Problem to solve: Up to and including the line with "with its payload.", please reproduce the lines below exactly, beginning with the first.

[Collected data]
• • • • •

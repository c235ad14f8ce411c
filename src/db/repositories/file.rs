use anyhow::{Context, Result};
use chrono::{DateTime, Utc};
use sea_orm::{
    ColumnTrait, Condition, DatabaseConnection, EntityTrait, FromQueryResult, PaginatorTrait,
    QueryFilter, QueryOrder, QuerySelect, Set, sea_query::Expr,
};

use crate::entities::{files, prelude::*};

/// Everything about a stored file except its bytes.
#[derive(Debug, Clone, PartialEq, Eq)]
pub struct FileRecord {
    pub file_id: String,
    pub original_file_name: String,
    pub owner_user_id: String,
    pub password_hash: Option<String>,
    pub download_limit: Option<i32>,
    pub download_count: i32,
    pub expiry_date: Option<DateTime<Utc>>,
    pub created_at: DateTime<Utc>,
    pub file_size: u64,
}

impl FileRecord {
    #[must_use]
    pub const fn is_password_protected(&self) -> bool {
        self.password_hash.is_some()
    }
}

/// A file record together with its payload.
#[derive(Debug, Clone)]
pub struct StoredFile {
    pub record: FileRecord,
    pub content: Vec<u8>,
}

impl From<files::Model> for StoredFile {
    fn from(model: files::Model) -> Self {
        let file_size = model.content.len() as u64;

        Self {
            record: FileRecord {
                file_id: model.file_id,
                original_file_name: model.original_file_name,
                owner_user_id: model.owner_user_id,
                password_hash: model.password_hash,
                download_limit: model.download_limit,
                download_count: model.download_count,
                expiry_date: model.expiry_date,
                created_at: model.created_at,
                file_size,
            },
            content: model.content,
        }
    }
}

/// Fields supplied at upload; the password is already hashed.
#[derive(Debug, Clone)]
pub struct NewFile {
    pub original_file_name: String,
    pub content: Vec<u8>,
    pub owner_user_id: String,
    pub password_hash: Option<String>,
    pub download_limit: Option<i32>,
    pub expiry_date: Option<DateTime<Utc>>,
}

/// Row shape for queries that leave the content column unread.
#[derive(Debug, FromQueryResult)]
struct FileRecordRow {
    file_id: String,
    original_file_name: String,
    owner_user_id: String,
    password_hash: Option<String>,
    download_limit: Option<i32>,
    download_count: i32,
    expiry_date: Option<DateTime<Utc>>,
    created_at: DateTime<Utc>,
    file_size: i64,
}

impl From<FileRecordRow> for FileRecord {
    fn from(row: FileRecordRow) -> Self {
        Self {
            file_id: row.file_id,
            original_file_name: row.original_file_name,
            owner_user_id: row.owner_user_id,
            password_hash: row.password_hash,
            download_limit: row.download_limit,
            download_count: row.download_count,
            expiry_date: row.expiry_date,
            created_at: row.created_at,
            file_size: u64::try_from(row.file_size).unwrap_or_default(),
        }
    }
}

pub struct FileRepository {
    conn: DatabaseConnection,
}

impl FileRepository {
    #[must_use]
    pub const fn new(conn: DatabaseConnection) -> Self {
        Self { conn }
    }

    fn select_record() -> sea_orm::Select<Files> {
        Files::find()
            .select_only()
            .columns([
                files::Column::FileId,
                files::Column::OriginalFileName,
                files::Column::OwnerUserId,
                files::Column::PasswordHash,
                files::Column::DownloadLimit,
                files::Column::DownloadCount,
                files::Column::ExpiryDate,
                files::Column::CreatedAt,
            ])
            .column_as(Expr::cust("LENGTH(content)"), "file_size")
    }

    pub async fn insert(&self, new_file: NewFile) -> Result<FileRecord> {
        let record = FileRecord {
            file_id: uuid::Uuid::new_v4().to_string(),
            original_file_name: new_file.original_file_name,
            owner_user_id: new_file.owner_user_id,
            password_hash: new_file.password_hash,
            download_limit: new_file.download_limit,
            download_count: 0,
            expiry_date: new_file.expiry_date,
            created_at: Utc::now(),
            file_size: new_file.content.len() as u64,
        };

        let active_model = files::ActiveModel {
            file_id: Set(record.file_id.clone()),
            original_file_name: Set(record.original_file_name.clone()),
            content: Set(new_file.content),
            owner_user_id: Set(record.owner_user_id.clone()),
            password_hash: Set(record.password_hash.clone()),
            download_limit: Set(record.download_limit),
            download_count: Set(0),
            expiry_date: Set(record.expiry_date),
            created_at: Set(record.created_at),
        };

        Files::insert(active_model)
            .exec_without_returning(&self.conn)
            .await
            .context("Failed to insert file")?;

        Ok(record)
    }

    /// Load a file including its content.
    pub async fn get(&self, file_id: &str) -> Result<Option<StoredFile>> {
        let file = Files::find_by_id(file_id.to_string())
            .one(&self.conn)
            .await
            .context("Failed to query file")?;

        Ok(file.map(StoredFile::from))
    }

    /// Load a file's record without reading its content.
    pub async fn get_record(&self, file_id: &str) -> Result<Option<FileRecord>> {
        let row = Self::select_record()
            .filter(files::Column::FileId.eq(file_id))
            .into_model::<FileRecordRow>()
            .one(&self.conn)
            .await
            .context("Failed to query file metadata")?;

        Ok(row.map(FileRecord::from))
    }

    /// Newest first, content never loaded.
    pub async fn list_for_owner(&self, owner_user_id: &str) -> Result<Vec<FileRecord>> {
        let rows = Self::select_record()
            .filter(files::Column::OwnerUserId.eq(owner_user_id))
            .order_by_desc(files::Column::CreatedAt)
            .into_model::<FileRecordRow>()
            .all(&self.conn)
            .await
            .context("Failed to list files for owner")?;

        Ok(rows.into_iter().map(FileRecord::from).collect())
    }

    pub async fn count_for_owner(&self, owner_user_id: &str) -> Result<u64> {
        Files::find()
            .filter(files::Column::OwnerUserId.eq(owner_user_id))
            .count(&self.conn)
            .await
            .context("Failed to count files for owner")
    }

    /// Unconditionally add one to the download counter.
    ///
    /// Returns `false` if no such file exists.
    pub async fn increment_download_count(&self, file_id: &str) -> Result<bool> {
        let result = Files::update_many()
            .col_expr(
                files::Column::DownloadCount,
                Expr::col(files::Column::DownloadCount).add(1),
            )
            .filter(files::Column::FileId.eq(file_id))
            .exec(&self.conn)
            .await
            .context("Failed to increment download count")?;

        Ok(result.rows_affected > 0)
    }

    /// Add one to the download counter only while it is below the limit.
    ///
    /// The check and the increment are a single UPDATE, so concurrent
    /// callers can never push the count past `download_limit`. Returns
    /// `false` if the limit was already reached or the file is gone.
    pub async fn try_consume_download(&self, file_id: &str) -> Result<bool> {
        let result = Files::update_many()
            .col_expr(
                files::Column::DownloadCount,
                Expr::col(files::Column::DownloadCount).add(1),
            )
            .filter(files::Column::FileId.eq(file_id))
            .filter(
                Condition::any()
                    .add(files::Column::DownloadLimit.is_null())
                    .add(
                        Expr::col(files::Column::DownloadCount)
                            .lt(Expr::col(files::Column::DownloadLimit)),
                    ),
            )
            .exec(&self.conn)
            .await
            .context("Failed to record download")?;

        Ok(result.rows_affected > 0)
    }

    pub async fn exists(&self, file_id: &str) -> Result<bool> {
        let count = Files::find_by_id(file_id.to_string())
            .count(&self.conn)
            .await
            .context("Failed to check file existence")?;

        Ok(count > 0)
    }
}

• • • • •

Answer for the task:
repository c235ad14f8ce411c
filename src/db/repositories/file.rs
use anyhow::{Context, Result};
use chrono::{DateTime, Utc};
use sea_orm::{
    ColumnTrait, Condition, DatabaseConnection, EntityTrait, FromQueryResult, PaginatorTrait,
    QueryFilter, QueryOrder, QuerySelect, Set, sea_query::Expr,
};

use crate::entities::{files, prelude::*};

/// Everything about a stored file except its bytes.
#[derive(Debug, Clone, PartialEq, Eq)]
pub struct FileRecord {
    pub file_id: String,
    pub original_file_name: String,
    pub owner_user_id: String,
    pub password_hash: Option<String>,
    pub download_limit: Option<i32>,
    pub download_count: i32,
    pub expiry_date: Option<DateTime<Utc>>,
    pub created_at: DateTime<Utc>,
    pub file_size: u64,
}

impl FileRecord {
    #[must_use]
    pub const fn is_password_protected(&self) -> bool {
        self.password_hash.is_some()
    }
}

/// A file record together with its payload.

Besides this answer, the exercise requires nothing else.